E mais abaixo, para grande
surpresa de André, os pés eram voltados para trás!
“Não se assuste. Meu nome é Curupira.
Estava preso aqui. Muito obrigado por me ajudar! Qual o seu nome?”
“André.”
E o Curupira explicou que fugiu
de um incêndio na mata.
André pensou: “devem ser as queimadas de que a mamãe falava no aeroporto!”
Na fuga, o Curupira acabou naquele campinho, e escondeu-se dos seres
humanos no tronco daquela árvore.
- Que lugar é esse? Tem árvores,
mas as tabas são feitas de pedra...
- É uma cidade. Se chama
Brasília.
- Gostei do nome. Sabe, esse
pé-de-jamelão está muito triste... Ele me disse que está morrendo...
- André! – era Daiana que
chamava ao longe
André se despediu do Curupira. E
desceu rápido da árvore.
- André, o que você estava
fazendo nessa árvore?
- Estava conversando com o
Curupira.
- Curupira?
E deu uma risada.

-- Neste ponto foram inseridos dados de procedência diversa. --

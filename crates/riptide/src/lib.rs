//! Non-blocking TCP server library on the multi-reactor pattern: one event
//! loop per thread, an acceptor on the base loop, and a pool of subloops
//! serving the accepted connections.
//!
//! All socket I/O is non-blocking and level-triggered. The only blocking
//! call anywhere is the poller wait, which a private eventfd interrupts
//! whenever another thread queues work onto a loop.

pub mod acceptor;
pub mod buffer;
pub mod callbacks;
pub mod channel;
pub mod connection;
pub mod event_loop;
pub mod loop_pool;
pub mod loop_thread;
pub mod poller;
pub mod server;
pub mod sockets;
pub mod timestamp;

pub use acceptor::Acceptor;
pub use buffer::Buffer;
pub use callbacks::{
    ConnectionCallback, HighWaterMarkCallback, MessageCallback, TcpConnectionRef,
    ThreadInitCallback, WriteCompleteCallback,
};
pub use channel::{Channel, EventMask};
pub use connection::{ConnState, TcpConnection};
pub use event_loop::EventLoop;
pub use loop_pool::LoopThreadPool;
pub use loop_thread::LoopThread;
pub use poller::{EpollPoller, PollPoller, Poller, USE_POLL_ENV};
pub use server::{ServerOption, TcpServer};
pub use sockets::Socket;
pub use timestamp::Timestamp;
pub use tracing;
use std::{
    io, mem,
    net::{Ipv4Addr, SocketAddr, SocketAddrV4},
    os::fd::{AsRawFd, FromRawFd, OwnedFd, RawFd},
};

use tracing::error;

/// Owned TCP socket fd plus the handful of syscall wrappers the reactor
/// needs. The fd closes when the socket drops; channels referring to it
/// never own it.
pub struct Socket {
    fd: OwnedFd,
}

impl Socket {
    /// Creates a non-blocking close-on-exec IPv4 stream socket.
    ///
    /// # Panics
    /// Socket creation failing is an operator/resource problem the reactor
    /// cannot limp past, so it panics.
    pub fn new_nonblocking() -> Socket {
        let fd = unsafe {
            libc::socket(
                libc::AF_INET,
                libc::SOCK_STREAM | libc::SOCK_NONBLOCK | libc::SOCK_CLOEXEC,
                libc::IPPROTO_TCP,
            )
        };
        if fd < 0 {
            panic!("couldn't create a tcp socket: {}", io::Error::last_os_error());
        }
        Socket {
            fd: unsafe { OwnedFd::from_raw_fd(fd) },
        }
    }

    pub(crate) fn from_accepted(fd: RawFd) -> Socket {
        Socket {
            fd: unsafe { OwnedFd::from_raw_fd(fd) },
        }
    }

    #[inline]
    pub fn fd(&self) -> RawFd {
        self.fd.as_raw_fd()
    }

    /// # Panics
    /// A bind failure means a bad address or a port conflict; both are
    /// configuration errors and fatal.
    pub fn bind_address(&self, addr: SocketAddr) {
        let (sin, len) = to_sockaddr_in(addr);
        let rc = unsafe {
            libc::bind(
                self.fd(),
                (&sin as *const libc::sockaddr_in).cast::<libc::sockaddr>(),
                len,
            )
        };
        if rc != 0 {
            panic!("couldn't bind {addr}: {}", io::Error::last_os_error());
        }
    }

    /// # Panics
    /// On listen failure, for the same reason as [`bind_address`](Socket::bind_address).
    pub fn listen(&self) {
        if unsafe { libc::listen(self.fd(), 1024) } != 0 {
            panic!(
                "couldn't listen on fd {}: {}",
                self.fd(),
                io::Error::last_os_error()
            );
        }
    }

    /// Accepts one pending connection. The returned socket is already
    /// non-blocking and close-on-exec.
    pub fn accept(&self) -> io::Result<(Socket, SocketAddr)> {
        let mut peer: libc::sockaddr_in = unsafe { mem::zeroed() };
        let mut len = size_of::<libc::sockaddr_in>() as libc::socklen_t;
        let conn_fd = unsafe {
            libc::accept4(
                self.fd(),
                (&mut peer as *mut libc::sockaddr_in).cast::<libc::sockaddr>(),
                &mut len,
                libc::SOCK_NONBLOCK | libc::SOCK_CLOEXEC,
            )
        };
        if conn_fd < 0 {
            return Err(io::Error::last_os_error());
        }
        Ok((Socket::from_accepted(conn_fd), from_sockaddr_in(&peer)))
    }

    /// Half-closes the write side; the peer observes EOF once in-flight
    /// data drains.
    pub fn shutdown_write(&self) {
        if unsafe { libc::shutdown(self.fd(), libc::SHUT_WR) } < 0 {
            error!(fd = self.fd(), err = %io::Error::last_os_error(), "shutdown write failed");
        }
    }

    pub fn set_tcp_no_delay(&self, on: bool) {
        set_bool_opt(self.fd(), libc::IPPROTO_TCP, libc::TCP_NODELAY, on);
    }

    pub fn set_reuse_addr(&self, on: bool) {
        set_bool_opt(self.fd(), libc::SOL_SOCKET, libc::SO_REUSEADDR, on);
    }

    pub fn set_reuse_port(&self, on: bool) {
        set_bool_opt(self.fd(), libc::SOL_SOCKET, libc::SO_REUSEPORT, on);
    }

    pub fn set_keep_alive(&self, on: bool) {
        set_bool_opt(self.fd(), libc::SOL_SOCKET, libc::SO_KEEPALIVE, on);
    }
}

fn set_bool_opt(fd: RawFd, level: libc::c_int, opt: libc::c_int, on: bool) {
    let value: libc::c_int = i32::from(on);
    let rc = unsafe {
        libc::setsockopt(
            fd,
            level,
            opt,
            (&value as *const libc::c_int).cast::<libc::c_void>(),
            size_of::<libc::c_int>() as libc::socklen_t,
        )
    };
    if rc != 0 {
        error!(fd, opt, err = %io::Error::last_os_error(), "setsockopt failed");
    }
}

/// One-shot write of `data` to a non-blocking fd.
pub(crate) fn write(fd: RawFd, data: &[u8]) -> io::Result<usize> {
    let n = unsafe { libc::write(fd, data.as_ptr().cast::<libc::c_void>(), data.len()) };
    if n < 0 {
        Err(io::Error::last_os_error())
    } else {
        Ok(n as usize)
    }
}

/// Address the kernel bound this socket to.
pub fn local_addr(fd: RawFd) -> SocketAddr {
    let mut sin: libc::sockaddr_in = unsafe { mem::zeroed() };
    let mut len = size_of::<libc::sockaddr_in>() as libc::socklen_t;
    let rc = unsafe {
        libc::getsockname(fd, (&mut sin as *mut libc::sockaddr_in).cast::<libc::sockaddr>(), &mut len)
    };
    if rc < 0 {
        error!(fd, err = %io::Error::last_os_error(), "getsockname failed");
    }
    from_sockaddr_in(&sin)
}

/// Address of the connected peer.
pub fn peer_addr(fd: RawFd) -> SocketAddr {
    let mut sin: libc::sockaddr_in = unsafe { mem::zeroed() };
    let mut len = size_of::<libc::sockaddr_in>() as libc::socklen_t;
    let rc = unsafe {
        libc::getpeername(fd, (&mut sin as *mut libc::sockaddr_in).cast::<libc::sockaddr>(), &mut len)
    };
    if rc < 0 {
        error!(fd, err = %io::Error::last_os_error(), "getpeername failed");
    }
    from_sockaddr_in(&sin)
}

/// Drains and returns the socket's pending `SO_ERROR`.
pub fn socket_error(fd: RawFd) -> i32 {
    let mut value: libc::c_int = 0;
    let mut len = size_of::<libc::c_int>() as libc::socklen_t;
    let rc = unsafe {
        libc::getsockopt(
            fd,
            libc::SOL_SOCKET,
            libc::SO_ERROR,
            (&mut value as *mut libc::c_int).cast::<libc::c_void>(),
            &mut len,
        )
    };
    if rc < 0 {
        io::Error::last_os_error().raw_os_error().unwrap_or(0)
    } else {
        value
    }
}

fn to_sockaddr_in(addr: SocketAddr) -> (libc::sockaddr_in, libc::socklen_t) {
    let SocketAddr::V4(v4) = addr else {
        panic!("only ipv4 listen addresses are supported, got {addr}");
    };
    let mut sin: libc::sockaddr_in = unsafe { mem::zeroed() };
    sin.sin_family = libc::AF_INET as libc::sa_family_t;
    sin.sin_port = v4.port().to_be();
    sin.sin_addr = libc::in_addr {
        s_addr: u32::from(*v4.ip()).to_be(),
    };
    (sin, size_of::<libc::sockaddr_in>() as libc::socklen_t)
}

fn from_sockaddr_in(sin: &libc::sockaddr_in) -> SocketAddr {
    SocketAddr::V4(SocketAddrV4::new(
        Ipv4Addr::from(u32::from_be(sin.sin_addr.s_addr)),
        u16::from_be(sin.sin_port),
    ))
}

#[cfg(test)]
mod tests {
    use std::net::{Ipv4Addr, SocketAddr};

    use super::*;

    #[test]
    fn sockaddr_conversion_round_trips() {
        let addr = SocketAddr::from((Ipv4Addr::new(127, 0, 0, 1), 4567));
        let (sin, _) = to_sockaddr_in(addr);
        assert_eq!(from_sockaddr_in(&sin), addr);
    }

    #[test]
    fn bound_socket_reports_its_local_addr() {
        let socket = Socket::new_nonblocking();
        socket.set_reuse_addr(true);
        socket.bind_address(SocketAddr::from((Ipv4Addr::LOCALHOST, 0)));
        let bound = local_addr(socket.fd());
        assert_eq!(bound.ip(), Ipv4Addr::LOCALHOST);
        assert_ne!(bound.port(), 0);
    }
}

André não entendeu.
- Que imaginação, priminho... E
tome, você esqueceu o ursinho caído aqui no chão.
E no outro dia, enquanto Daiana
estava distraída, André subia na árvore para encontrar seu novo amigo.
O ursinho ficou mais uma vez
caído no chão.
O Curupira revelou que estava
com saudade da floresta.
- Eu também estou com saudade – lamentou André
– saudade da vovó Isabel.
- A rainha Isabel?
André ficou surpreso com o
Curupira. Então a avó era mesmo uma rainha!
O Curupira continuou:
- Ela é muito minha amiga!
- Mas ela morreu...
- Não morreu não! Ela me disse
que foi para o reino dela!
- E onde é esse reino?
- Para entrar é muito fácil. É
só colocar a foto dela na frente de um espelho.
E André correu para casa.
Lembrou-se da foto da avó na sala.
E quando André entrou em casa,
Daiana perguntou:
- Onde você andava, priminho?
- Estava brincando com as outras
crianças, lá embaixo.
- Que bom, André! É sempre legal
ter novos amigos! Eu não falei que você conseguia?

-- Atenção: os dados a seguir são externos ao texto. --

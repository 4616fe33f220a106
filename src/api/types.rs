//! API Request/Response Types

use serde::{Deserialize, Serialize};

use crate::models::{AppError, Evaluation, RunSnapshot, RunTrigger};
use crate::telemetry::TelemetryStats;

/// API Response wrapper
#[derive(Debug, Serialize)]
pub struct ApiResponse<T: Serialize> {
    pub success: bool,
    #[serde(skip_serializing_if = "Option::is_none")]
    pub data: Option<T>,
    #[serde(skip_serializing_if = "Option::is_none")]
    pub error: Option<ApiError>,
    pub latency_ms: f64,
    pub timestamp: i64,
}

impl<T: Serialize> ApiResponse<T> {
    pub fn success(data: T, latency_ms: f64) -> Self {
        Self {
            success: true,
            data: Some(data),
            error: None,
            latency_ms,
            timestamp: chrono::Utc::now().timestamp(),
        }
    }
}

impl ApiResponse<()> {
    pub fn error(error: ApiError, latency_ms: f64) -> Self {
        Self {
            success: false,
            data: None,
            error: Some(error),
            latency_ms,
            timestamp: chrono::Utc::now().timestamp(),
        }
    }
}

/// API Error carrying the pipeline's unique error code
#[derive(Debug, Serialize)]
pub struct ApiError {
    pub code: String,
    pub message: String,
}

impl From<&AppError> for ApiError {
    fn from(err: &AppError) -> Self {
        Self {
            code: err.code_str().to_string(),
            message: err.message.clone(),
        }
    }
}

// ============================================
// Processing Control
// ============================================

#[derive(Debug, Deserialize, Default)]
pub struct StartProcessingRequest {
    /// "manual" (default) or "scheduled"
    #[serde(default)]
    pub trigger: Option<String>,
}

impl StartProcessingRequest {
    pub fn trigger(&self) -> RunTrigger {
        match self.trigger.as_deref() {
            Some("scheduled") => RunTrigger::Scheduled,
            _ => RunTrigger::Manual,
        }
    }
}

#[derive(Debug, Serialize)]
pub struct StartProcessingData {
    pub run_id: String,
}

#[derive(Debug, Serialize)]
pub struct StopProcessingData {
    pub stopping: bool,
}

/// Status is the coordinator's snapshot, verbatim
pub type StatusData = RunSnapshot;

// ============================================
// Tokens
// ============================================

#[derive(Debug, Deserialize)]
pub struct ProcessTokenRequest {
    pub token_address: String,
}

#[derive(Debug, Serialize)]
pub struct ProcessTokenData {
    pub token_address: String,
    pub evaluations: Vec<Evaluation>,
}

#[derive(Debug, Deserialize)]
pub struct AddTokenRequest {
    pub token_address: String,
    /// Looked up from market data when omitted
    #[serde(default)]
    pub name: Option<String>,
}

#[derive(Debug, Serialize)]
pub struct AddTokenData {
    pub token_address: String,
    pub name: Option<String>,
    pub added: bool,
}

// ============================================
// Stats / Health
// ============================================

#[derive(Debug, Serialize)]
pub struct StatsData {
    #[serde(flatten)]
    pub pipeline: TelemetryStats,
    pub uptime_seconds: u64,
    pub api_version: String,
}

#[derive(Debug, Serialize)]
pub struct HealthData {
    pub status: String,
    pub version: String,
    pub uptime_seconds: u64,
}
//! Omni Pipeline - Multi-source token processing daemon
//!
//! Pulls pending tokens, enriches each one from BullX, GMGN, and
//! DexScreener, scores the traders behind it, and records the results.
//! Runs on a daily schedule; Ctrl+C shuts down gracefully.

use omni_pipeline::{
    default_clients, Coordinator, Governor, MemoryStore, PipelineConfig, PipelineTelemetry,
    Scheduler, SourceAggregator, TraderEvaluator,
};

use eyre::{eyre, Result};
use std::sync::Arc;
use tokio_util::sync::CancellationToken;
use tracing::{info, warn, Level};
use tracing_subscriber::FmtSubscriber;

#[tokio::main]
async fn main() -> Result<()> {
    // Initialize logging
    FmtSubscriber::builder()
        .with_max_level(Level::INFO)
        .with_target(false)
        .with_thread_ids(false)
        .with_file(false)
        .with_line_number(false)
        .compact()
        .init();

    println!(
        r#"
    ============================================================
       O M N I   P I P E L I N E   v{}
       Multi-Source Token Processing & Trader Evaluation
    ============================================================
    "#,
        env!("CARGO_PKG_VERSION")
    );

    // Load configuration
    let config = PipelineConfig::default();
    info!(
        max_concurrency = config.max_concurrency,
        schedule = %config.schedule_cron,
        retries = config.per_source_retries,
        "configuration loaded"
    );

    // Shared telemetry and store
    let telemetry = Arc::new(PipelineTelemetry::new());
    let store = Arc::new(MemoryStore::new());

    // Seed the token list if one is present
    let tokens_file =
        std::env::var("OMNI_TOKENS_FILE").unwrap_or_else(|_| "tokens.txt".to_string());
    if std::path::Path::new(&tokens_file).exists() {
        match store.load_tokens_file(&tokens_file) {
            Ok(count) => info!(file = %tokens_file, count, "token list seeded"),
            Err(e) => warn!(file = %tokens_file, error = %e, "token list load failed"),
        }
    } else {
        warn!(file = %tokens_file, "no token list found, waiting for manual additions");
    }

    // Wire the pipeline
    let clients = default_clients(&config, telemetry.clone());
    let coordinator = Coordinator::new(
        SourceAggregator::new(clients),
        TraderEvaluator::from_config(&config),
        Governor::new(config.max_concurrency),
        store.clone(),
        store.clone(),
        telemetry.clone(),
    );

    let scheduler = Scheduler::new(coordinator.clone(), &config.schedule_cron)
        .map_err(|e| eyre!("invalid schedule: {}", e))?;
    let shutdown = CancellationToken::new();

    // Run scheduler with graceful shutdown on Ctrl+C
    tokio::select! {
        _ = scheduler.run(shutdown.clone()) => {}
        _ = tokio::signal::ctrl_c() => {
            println!("\n🛑 Shutting down gracefully...");
            shutdown.cancel();

            // Stop an active run, if any, and let workers drain
            if coordinator.stop().is_ok() {
                info!("waiting for in-flight workers to drain");
                while coordinator
                    .status()
                    .map(|s| s.status == omni_pipeline::RunStatus::Running)
                    .unwrap_or(false)
                {
                    tokio::time::sleep(std::time::Duration::from_millis(200)).await;
                }
            }

            // Final statistics
            let stats = telemetry.stats();
            println!("\n📊 Final Statistics:");
            println!("   Tokens processed:  {}", stats.tokens_processed);
            println!("   Tokens failed:     {}", stats.tokens_failed);
            println!("   Evaluations:       {}", stats.evaluations_written);
            println!(
                "   Verdicts:          {} pass / {} flag / {} reject",
                stats.verdict_pass, stats.verdict_flag, stats.verdict_reject
            );
            for (source, counters) in &stats.sources {
                println!(
                    "   {:<12} {} attempts, {} ok, {} failed, avg {:.0}ms",
                    source,
                    counters.attempts,
                    counters.successes,
                    counters.failures,
                    counters.avg_latency_ms
                );
            }
        }
    }

    Ok(())
}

- É sim. – confirmou sério.
E enquanto Daiana preparava um
lanche para os dois na cozinha, André pegou a foto da avó no aparador e foi
correndo para o quarto.
Lá abriu a porta do armário, e
colocou a foto na frente de um espelho grande ali pendurado. E nele apareceu a
avó de André, com uma coroa de pedrinhas azuis na cabeça, combinando com os
brincos.
- Estava esperando você,
netinho! Venha conhecer o meu reino!
E André, com cuidado, pôs um pé,
e depois o outro, dentro do espelho.
E viu na sua frente um palácio
enorme, todo de ouro... Com um jardim todo de rosas.
- Eu adoro rosas, são minhas preferidas!
E colheu uma das flores, que pôs na lapela do
vestido de mesma cor. A rosa começou a mudar, e tornou-se uma flor de tecido,
costurada em seu vestido.
- O meu maior sonho era andar de
balão com você e com a minha neta. Como anda ela?
- Vovó, a Andréia teve um
acidente, depois que a senhora foi pro céu. A mamãe disse que ela está em coma,
e que isso é como se a gente estivesse dormindo para sempre. Mas que de repente
você pode acordar. Quando eu durmo de noite, eu fico com medo da minha irmã
acordar de repente.
- Ô, meu netinho... Como você
está vendo, eu não estou no céu. Só viajei aqui para o meu reino. E a sua
irmã... Ela está dormindo mesmo, que nem a Bela Adormecida. Deve ser porque ela
esqueceu que é uma princesa... Assim como você é um príncipe.
Aproximaram-se de uma mesa.
Sobre ela, havia duas almofadas cor-de-rosa. Cada uma delas com uma coroa. Uma
delas bem pequena. Isabel pegou a menor delas, e colocou sobre a cabeça de
André.
- Aqui – ela disse – agora você
é o meu pequeno príncipe. E essa – continuou, enquanto pegava a outra coroa –
você deve levar para sua irmã. Com certeza, se a Andréia lembrar que é uma
princesa, vai acordar.
-
Que legal, vovó! Vou correndo contar para o Curupira!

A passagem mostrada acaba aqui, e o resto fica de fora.